Selecting samples for sequencing

Some samples were selected for sequencing based on the haplotype association results and the quality of remainder DNA samples that fully meet the high-throughput sequencing requirements. Firstly, the samples with the top significant haplotypes were prioritized. Secondly, one with this homozygote haplotype was screened as many as possible, and that with heterozygotes haplotype were selected when a sufficient number of homozygotes were not available. Third, the selected samples represented each high frequency haplotype (> 0.5%). At last, two samples without the haplotype were screened as a reference.

Targeted next generation sequencing

The genomic DNA samples that met the criteria were randomly fragmented by Covaris technology. The size of the library fragments was mainly distributed between 150 and 250 bp. The end of DNA fragments was repaired and an "A" base was added at the 3'-end of each strand. Adaptors were then connected to both ends of the end repaired/dA tailed DNA fragments for amplification and sequencing. Selected DNA fragments were amplified by ligation-mediated PCR (LM-PCR), purified, and hybridized to the targeted region array for enrichment. Non-hybridized fragments were then removed by washing. Captured products were then circularized. DNA nanoballs (DNBs) were produced by rolling circle amplification (RCA). Each qualified captured library was then loaded on the BGISEQ-500 sequencing platform and high-throughput sequencing is performed on each capture library to ensure that each sample met the required average sequencing coverage. The targets covered approximately 2.9 Mb (from 109 to 112 M) of the 5q22.1 region and its adjacent sequences.

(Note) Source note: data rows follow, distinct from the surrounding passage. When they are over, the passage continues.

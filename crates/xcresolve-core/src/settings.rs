//! Parser for the toolchain's `-showBuildSettings` text output.

use std::collections::HashMap;

use regex::Regex;

/// Per-target raw settings blocks from a `-showBuildSettings` invocation.
///
/// The output is one section per target, separated by blank lines:
///
/// ```text
/// Build settings for action build and target target_A:
///     ACTION = build
///     PRODUCT_BUNDLE_IDENTIFIER = com.sample.target.a
///
/// Build settings for action build and target "target B":
///     ACTION = build
/// ```
///
/// Each matching section is stored verbatim (header line included) under
/// its target name, with surrounding quotes stripped. Sections that do not
/// carry the header - toolchain banners, trailing hints - are skipped.
#[derive(Debug, Clone, Default)]
pub struct SettingsTable {
    blocks: HashMap<String, String>,
}

impl SettingsTable {
    /// Parses raw `-showBuildSettings` output.
    ///
    /// Sections are split on lines that are entirely empty - not merely
    /// whitespace - so an indented blank line stays inside its section.
    /// The separator's newline attaches to the start of the following
    /// section, which therefore may begin with `\n`. A later section for
    /// an already-seen target overwrites the earlier block.
    pub fn parse(output: &str) -> Self {
        let header = Regex::new(r#"Build settings for action .+? and target "?(.+?)"?:"#).unwrap();

        let mut blocks = HashMap::new();
        for section in split_on_empty_lines(output) {
            if let Some(captures) = header.captures(&section) {
                blocks.insert(captures[1].to_string(), section);
            }
        }

        SettingsTable { blocks }
    }

    /// Returns the raw settings block for `target`, header included.
    pub fn get(&self, target: &str) -> Option<&str> {
        self.blocks.get(target).map(String::as_str)
    }

    /// Target names with a stored block, in no particular order.
    pub fn targets(&self) -> impl Iterator<Item = &str> {
        self.blocks.keys().map(String::as_str)
    }

    pub fn len(&self) -> usize {
        self.blocks.len()
    }

    pub fn is_empty(&self) -> bool {
        self.blocks.is_empty()
    }
}

/// Splits at every entirely-empty line, attaching the separator newline to
/// the start of the next piece.
fn split_on_empty_lines(text: &str) -> Vec<String> {
    let mut sections = Vec::new();
    let mut current = String::new();

    for chunk in text.split_inclusive('\n') {
        if chunk == "\n" || chunk == "\r\n" {
            sections.push(std::mem::take(&mut current));
        }
        current.push_str(chunk);
    }
    sections.push(current);

    sections
}
//! Candidate project/workspace discovery in the working directory.
//!
//! When neither a project nor a workspace is configured, the working
//! directory is scanned for `.xcworkspace` bundles first (they wrap
//! projects, so they are the better entry point), then `.xcodeproj`
//! bundles. One match auto-selects; several prompt; none falls back to an
//! interactive path prompt.

use std::path::{Path, PathBuf};

use anyhow::{Context, Result, bail};
use glob::glob;
use xcresolve_core::{ProjectOptions, Prompter};

/// Fills `options.project`/`options.workspace` when both are empty.
pub fn detect_projects(options: &mut ProjectOptions, prompter: &dyn Prompter) -> Result<()> {
    if options.project_path().is_some() && options.workspace_path().is_some() {
        bail!("you can only pass either a workspace or a project path, not both");
    }
    if options.project_path().is_some() {
        return Ok(());
    }

    if options.workspace_path().is_none() {
        if let Some(workspace) = pick_candidate("./*.xcworkspace", "Select Workspace:", prompter)? {
            options.workspace = Some(workspace);
        }
    }
    if options.workspace_path().is_some() {
        return Ok(());
    }

    if let Some(project) = pick_candidate("./*.xcodeproj", "Select Project:", prompter)? {
        options.project = Some(project);
        return Ok(());
    }

    prompt_for_path(options, prompter)
}

fn pick_candidate(
    pattern: &str,
    message: &str,
    prompter: &dyn Prompter,
) -> Result<Option<PathBuf>> {
    let mut candidates: Vec<String> = Vec::new();
    for entry in glob(pattern).context("invalid glob pattern")? {
        candidates.push(entry?.to_string_lossy().into_owned());
    }

    match candidates.len() {
        0 => Ok(None),
        1 => Ok(Some(PathBuf::from(&candidates[0]))),
        _ => {
            let chosen = prompter.choose(message, &candidates)?;
            Ok(Some(PathBuf::from(chosen)))
        }
    }
}

/// Asks for a path until a valid project or workspace bundle is given.
fn prompt_for_path(options: &mut ProjectOptions, prompter: &dyn Prompter) -> Result<()> {
    loop {
        let path = prompter.input(
            "Couldn't automatically detect the project file, please provide a path:",
        )?;
        let path = PathBuf::from(path.trim());

        if path.is_dir() {
            if has_extension(&path, "xcworkspace") {
                options.workspace = Some(path);
                return Ok(());
            } else if has_extension(&path, "xcodeproj") {
                options.project = Some(path);
                return Ok(());
            }
            tracing::error!("Path must end with either .xcworkspace or .xcodeproj");
        } else {
            tracing::error!("Couldn't find project at path '{}'", path.display());
        }
    }
}

fn has_extension(path: &Path, extension: &str) -> bool {
    path.extension().and_then(|e| e.to_str()) == Some(extension)
}

#[cfg(test)]
mod tests {
    use super::*;
    use serial_test::serial;
    use std::sync::Mutex;
    use tempfile::TempDir;
    use xcresolve_core::Error;

    /// Replays a scripted sequence of prompt answers.
    struct ScriptedPrompter {
        answers: Mutex<Vec<String>>,
    }

    impl ScriptedPrompter {
        fn new(answers: &[&str]) -> Self {
            ScriptedPrompter {
                answers: Mutex::new(answers.iter().rev().map(|s| s.to_string()).collect()),
            }
        }
    }

    impl Prompter for ScriptedPrompter {
        fn choose(&self, _message: &str, _options: &[String]) -> Result<String, Error> {
            self.answers
                .lock()
                .unwrap()
                .pop()
                .ok_or_else(|| Error::Prompt("no scripted answer left".to_string()))
        }

        fn input(&self, _message: &str) -> Result<String, Error> {
            self.choose("", &[])
        }
    }

    struct CwdGuard(PathBuf);

    impl CwdGuard {
        fn enter(dir: &Path) -> Self {
            let previous = std::env::current_dir().unwrap();
            std::env::set_current_dir(dir).unwrap();
            CwdGuard(previous)
        }
    }

    impl Drop for CwdGuard {
        fn drop(&mut self) {
            let _ = std::env::set_current_dir(&self.0);
        }
    }

    #[test]
    #[serial]
    fn picks_the_only_workspace_present() {
        let dir = TempDir::new().unwrap();
        std::fs::create_dir(dir.path().join("Something.xcworkspace")).unwrap();
        let _guard = CwdGuard::enter(dir.path());

        let mut options = ProjectOptions::default();
        detect_projects(&mut options, &ScriptedPrompter::new(&[])).unwrap();
        assert!(options.workspace.is_some());
        assert!(options.project.is_none());
    }

    #[test]
    #[serial]
    fn picks_the_only_project_present() {
        let dir = TempDir::new().unwrap();
        std::fs::create_dir(dir.path().join("Something.xcodeproj")).unwrap();
        let _guard = CwdGuard::enter(dir.path());

        let mut options = ProjectOptions::default();
        detect_projects(&mut options, &ScriptedPrompter::new(&[])).unwrap();
        assert!(options.project.is_some());
        assert!(options.workspace.is_none());
    }

    #[test]
    fn keeps_an_explicitly_given_project() {
        let mut options = ProjectOptions {
            project: Some(PathBuf::from("Given.xcodeproj")),
            ..ProjectOptions::default()
        };
        detect_projects(&mut options, &ScriptedPrompter::new(&[])).unwrap();
        assert_eq!(options.project, Some(PathBuf::from("Given.xcodeproj")));
    }

    #[test]
    fn rejects_both_kinds_at_once() {
        let mut options = ProjectOptions {
            project: Some(PathBuf::from("A.xcodeproj")),
            workspace: Some(PathBuf::from("B.xcworkspace")),
            ..ProjectOptions::default()
        };
        assert!(detect_projects(&mut options, &ScriptedPrompter::new(&[])).is_err());
    }

    #[test]
    #[serial]
    fn falls_back_to_an_interactive_path() {
        let dir = TempDir::new().unwrap();
        let bundle = dir.path().join("sub/Something.xcworkspace");
        std::fs::create_dir_all(&bundle).unwrap();
        let _guard = CwdGuard::enter(dir.path());

        let answers = [
            "missing/Nope.xcodeproj".to_string(),
            bundle.to_string_lossy().into_owned(),
        ];
        let answers: Vec<&str> = answers.iter().map(String::as_str).collect();
        let mut options = ProjectOptions::default();
        detect_projects(&mut options, &ScriptedPrompter::new(&answers)).unwrap();
        assert_eq!(options.workspace, Some(bundle));
    }
}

Mapping and variants calling

To reduce the noise of sequencing data, data filtering was carried out as follows: removing reads containing sequencing adaptors; removing reads whose low-quality base ratio (base quality less than or equal to 5) is more than 50%; and removing reads whose unknown base ('N' base) ratio is more than 10%. Statistical analysis of data and downstream bioinformatics analysis were performed on this filtered, high-quality data, referred to as the "clean data".

All clean data of each sample were mapped to the human reference genome (GRCh37/HG19). The alignment was performed by Burrows-Wheeler Aligner (BWA) software. To ensure accurate variant calling, we followed the recommended Best Practices for variant analysis with the Genome Analysis Toolkit (GATK, https://www.broadinstitute.org/gatk/guide/best-practices). GATK was used to recalibrate base quality score and realign local around indels, with duplicate reads removed by Picard tools. HaplotypeCaller of GATK was used to detected genomic variations, including SNPs and indels. The variant quality score recalibration (VQSR) method, which uses machine learning to identify annotation profiles of variants that are likely to be real, was used to obtain high-confident variant calls, and all variant calls were annotated by ANNOVER.

Gene level enrichment analysis

Variants annotated by ANNOVA as exonic, UTR, splicing site or upstream will consider to be LOF variants. All these variants were detected manually to find out whether they were co-segregation with the most significant haplotype. With an in-house perl script to count LOF variants number in case and control cohorts respectively, the gene level enrichment analysis was performed using chi-square test on genes that had two or more LOF variants to detect the susceptibility genes of AD.